Groups like the Village Environmental Justice Organization, National Resources Defense Council, Neighbors for Environmental Justice, People for Community Recovery and the Southeast Side Environmental Task Force participated in working groups to create the ordinance and other policies, according to city reports.
“The Hazel Johnson Cumulative Impacts Ordinance is a critical step in addressing environmental inequities while strengthening regulatory oversight,” O’Shea said.
But some neighbors and environmental advocates said it is difficult to support a proposed ordinance they have not seen — even after they were initially invited to be part of the coalition working to create it.
“We haven’t seen it, so I don’t know how anyone’s supporting it or why the city’s urging support for it at this point, if no one’s seen anything,” said Brian McKeon, a member of Lucha por La Villita and a critic of the city’s controversial decision to renew a permit for Pilsen metal shredder Sims Metal Management.
In summer 2024, McKeon, McNamara and Baltazar Enriquez, president of the Little Village Community Council, were among a dozen environmental advocates from local organizations invited by Department of Environment officials to be part of the environmental equity working group providing the city feedback on the ordinance, according to emails reviewed by Block Club.
But they were later excluded from updates and left out of meetings held in February where the working group received updates about the ordinance, despite asking to be informed, McKeon said. The Southwest Side advocates called out flaws in the city’s cumulative impacts assessment, which sparked debates when some of its findings contradicted the experience of neighborhoods overburdened by pollution, and questioned the city’s decision to renew Sims Metal Management’s operating permit.
“Maybe we’d know more if we were still a part of the environmental equity working group, but apparently environmental advocacy will get you kicked off that,” McKeon told Block Club Wednesday.
Some advocates are also concerned the ordinance may not include mechanisms to enforce rules or impose penalties for violations to existing industries.
“We haven’t seen language of the ordinance. If any of you have seen it, we haven’t. But, even the best ordinance, if it’s written fantastically, without enforcement, is useless,” McKeon said.
If a new zoning process makes it harder for companies to get permits to open in other city areas, that could worsen pollution in South and West side neighborhoods that already have areas zoned for industrial use, Enriquez said during Wednesday’s environmental protection committee meeting.
“If you’re going to pass this ordinance, make sure you sit down with real grassroots organizations,” Enriquez said.
Sanchez said the proposed ordinance would include zoning measures for existing companies that “will make sure that we are addressing expansions of these companies” and a permitting process that considers neighbors’ health for new companies.
“These communities have some of the highest asthma and cancer rates. We’d need those to be documented, to demonstrate to developers and to our public officials before supporting these projects,” he said.
O’Shea called the claims from some local environmental advocates that they were excluded from discussions about the ordinance “inaccurate” and said the city has worked with community groups and frontline leaders “from the design of the analysis through ordinance implementation.”

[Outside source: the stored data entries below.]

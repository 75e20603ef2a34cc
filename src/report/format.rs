//! Plain-text formatting of run results for the terminal.
//!
//! We keep formatting code in one place so the math/fitting code stays clean
//! and output changes are localized.

use crate::domain::{DemoConfig, DemoStep, FitQuality};
use crate::fit::{Decomposition, DegreeSweep};

/// Header describing the data-generating setup.
pub fn format_run_header(config: &DemoConfig) -> String {
    let s = &config.sample;
    let mut out = String::new();
    out.push_str("=== bv - model bias & variance ===\n");
    out.push_str(&format!("True function: f(x) = {}\n", s.function.display_name()));
    out.push_str(&format!(
        "Sample: n={} | x=[{:.3}, {:.3}] ({:?}) | noise sd={:.3} | seed={}\n",
        s.n_points, s.x_min, s.x_max, s.layout, s.noise_sd, s.seed
    ));
    out
}

/// One demonstration step: model, coefficients, training and holdout quality.
pub fn format_step(step: &DemoStep) -> String {
    let mut out = String::new();
    out.push_str(&format!("\n--- {} ---\n", step.title));
    out.push_str(&format!(
        "- model: {} (k={})\n",
        step.fit.model.display_name,
        step.fit.model.kind.param_count()
    ));
    out.push_str(&format!("- legendre coefficients: {}\n", fmt_vec(&step.fit.model.coefficients)));
    out.push_str(&format!("- train  : {}\n", fmt_quality(&step.fit.quality)));
    out.push_str(&format!("- holdout: {}\n", fmt_quality(&step.holdout_quality)));
    out
}

/// Degree sweep table; `*` marks the best holdout degree, `b` the BIC choice.
pub fn format_sweep(sweep: &DegreeSweep) -> String {
    let mut out = String::new();
    out.push_str("\nDegree sweep (train vs holdout):\n");
    out.push_str("   deg    train RSS  holdout RSS          BIC\n");
    for row in &sweep.rows {
        let holdout_mark = if row.degree == sweep.best_by_holdout { '*' } else { ' ' };
        let bic_mark = if row.degree == sweep.best_by_bic { 'b' } else { ' ' };
        out.push_str(&format!(
            "{holdout_mark}{bic_mark} {:>3} {:>12.4} {:>12.4} {:>12.3}\n",
            row.degree, row.fit.quality.rss, row.holdout.rss, row.fit.quality.bic
        ));
    }
    for (degree, reason) in &sweep.skipped {
        out.push_str(&format!("  (skipped degree {degree}) {reason}\n"));
    }
    out.push_str(&format!(
        "Best by holdout RSS: degree {} | best by BIC: degree {}\n",
        sweep.best_by_holdout, sweep.best_by_bic
    ));
    out
}

/// Bias² / variance / noise table.
pub fn format_decomposition(rows: &[Decomposition]) -> String {
    let mut out = String::new();
    let Some(first) = rows.first() else {
        return out;
    };
    out.push_str(&format!(
        "\nBias/variance decomposition ({} replicates):\n",
        first.replicates
    ));
    out.push_str("model                 bias²   variance      noise   exp. MSE  train MSE\n");
    for d in rows {
        out.push_str(&format!(
            "{:<16} {:>10.5} {:>10.5} {:>10.5} {:>10.5} {:>10.5}\n",
            d.kind.display_name(),
            d.bias_sq,
            d.variance,
            d.noise,
            d.expected_mse,
            d.mean_train_mse
        ));
    }
    out
}

fn fmt_quality(q: &FitQuality) -> String {
    format!(
        "RSS={:.4} RMSE={:.4} R²={:.4} BIC={:.3} (n={})",
        q.rss, q.rmse, q.r_squared, q.bic, q.n
    )
}

fn fmt_vec(values: &[f64]) -> String {
    let parts: Vec<String> = values.iter().map(|v| format!("{v:.4}")).collect();
    format!("[{}]", parts.join(", "))
}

The ordinance will be available to the public when it is introduced to City Council, with ample time for community input and public comment, O’Shea said.
“We will continue to work collaboratively with frontline leaders, community
residents, advocates, and leaders across all sectors to implement this important policy and build a healthier, more equitable Chicago,” she said.
Once introduced, the ordinance would be referred to a city committee for review. If passed, it could be introduced for a vote by the full City Council in coming months.
“This is the first step. It’s not the final step,” Sanchez said.